> _Instructions for the task_
Take the entries below and print only the lines from the one with "and push to it" through the one with "#[arg(short = 'F', long)]", exactly as they stand, both ends included.

Dataset entries
++++++++

//! cli::args
//!
//! Command-line argument definitions using clap derive.
//!
//! ```text
//! mkgit [-p | -d <desc>] [-X <site>] [-F] [project[.git] | ssh://host/path/project[.git]] [source-dir]
//! mkgit --list-sites
//! ```

use clap::Parser;
use std::io::IsTerminal;
use std::path::PathBuf;

/// mkgit - create an upstream repository and push to it
#[derive(Parser, Debug)]
#[command(name = "mkgit")]
#[command(author, version, about, long_about = None)]
pub struct Cli {
    /// Create a private repository
    #[arg(short = 'p', long)]
    pub private: bool,

    /// Create a public repository with this description
    #[arg(short = 'd', long, value_name = "DESC")]
    pub description: Option<String>,

    /// Site keyword: github[-org], gitlab[-host][-org], or a named site
    #[arg(short = 'X', long, value_name = "SITE")]
    pub site: Option<String>,

    /// Fork the repository `origin` points at (GitHub only)
    #[arg(short = 'F', long)]
    pub fork: bool,

    /// Directory on the remote host to link public repositories into
    #[arg(long, value_name = "DIR")]
    pub repo_link: Option<String>,

    /// List available site keywords and exit
    #[arg(long)]
    pub list_sites: bool,

    /// Directory holding named site files
    #[arg(long, value_name = "DIR")]
    pub sites_dir: Option<PathBuf>,

    /// Enable debug logging
    #[arg(long)]
    pub debug: bool,

    /// Minimal output; implies --no-interactive
    #[arg(short, long)]
    pub quiet: bool,

    /// Disable interactive prompts
    #[arg(long)]
    pub no_interactive: bool,

    /// Project name, or an ssh:// locator when no site is given
    #[arg(value_name = "PROJECT")]
    pub project: Option<String>,

    /// Local repository to push (defaults to the current directory)
    #[arg(value_name = "SOURCE_DIR")]
    pub source_dir: Option<PathBuf>,
}

impl Cli {
    /// Parse command-line arguments.
    pub fn parse_args() -> Self {
        Parser::parse()
    }

    /// Number of positional arguments given.
    pub fn arg_count(&self) -> usize {
        usize::from(self.project.is_some()) + usize::from(self.source_dir.is_some())
    }

    /// Determine if interactive mode is enabled.
    ///
    /// Returns true unless `--no-interactive` or `--quiet` was set, the
    /// config disables prompts, or stdin is not a terminal.
    pub fn interactive(&self, config_allows: bool) -> bool {
        !self.no_interactive && !self.quiet && config_allows && std::io::stdin().is_terminal()
    }
}

#[cfg(test)]
mod tests {
    use super::*;

    fn parse(args: &[&str]) -> Cli {
        Cli::try_parse_from(std::iter::once("mkgit").chain(args.iter().copied())).unwrap()
    }

    #[test]
    fn parses_hosted_invocation() {
        let cli = parse(&["-X", "gitlab-acme", "-d", "A tool", "tool"]);
        assert_eq!(cli.site.as_deref(), Some("gitlab-acme"));
        assert_eq!(cli.description.as_deref(), Some("A tool"));
        assert_eq!(cli.project.as_deref(), Some("tool"));
        assert_eq!(cli.arg_count(), 1);
    }

    #[test]
    fn parses_source_dir() {
        let cli = parse(&["-p", "ssh://h/srv/tool.git", "/tmp/tool"]);
        assert!(cli.private);
        assert_eq!(cli.source_dir, Some(PathBuf::from("/tmp/tool")));
        assert_eq!(cli.arg_count(), 2);
    }

    #[test]
    fn private_and_description_both_accepted_by_parser() {
        // The conflict is reported by visibility selection, not clap.
        let cli = parse(&["-p", "-d", "x", "tool"]);
        assert!(cli.private && cli.description.is_some());
    }

    #[test]
    fn no_positionals() {
        let cli = parse(&["--list-sites"]);
        assert!(cli.list_sites);
        assert_eq!(cli.arg_count(), 0);
    }

    #[test]
    fn quiet_disables_interactive() {
        assert!(!parse(&["-q"]).interactive(true));
        assert!(!parse(&["--no-interactive"]).interactive(true));
    }

    #[test]
    fn verify_cli() {
        use clap::CommandFactory;
        Cli::command().debug_assert();
    }
}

++++++++

> _Written reply_
/// mkgit - create an upstream repository and push to it
#[derive(Parser, Debug)]
#[command(name = "mkgit")]
#[command(author, version, about, long_about = None)]
pub struct Cli {
    /// Create a private repository
    #[arg(short = 'p', long)]
    pub private: bool,

    /// Create a public repository with this description
    #[arg(short = 'd', long, value_name = "DESC")]
    pub description: Option<String>,

    /// Site keyword: github[-org], gitlab[-host][-org], or a named site
    #[arg(short = 'X', long, value_name = "SITE")]
    pub site: Option<String>,

    /// Fork the repository `origin` points at (GitHub only)
    #[arg(short = 'F', long)]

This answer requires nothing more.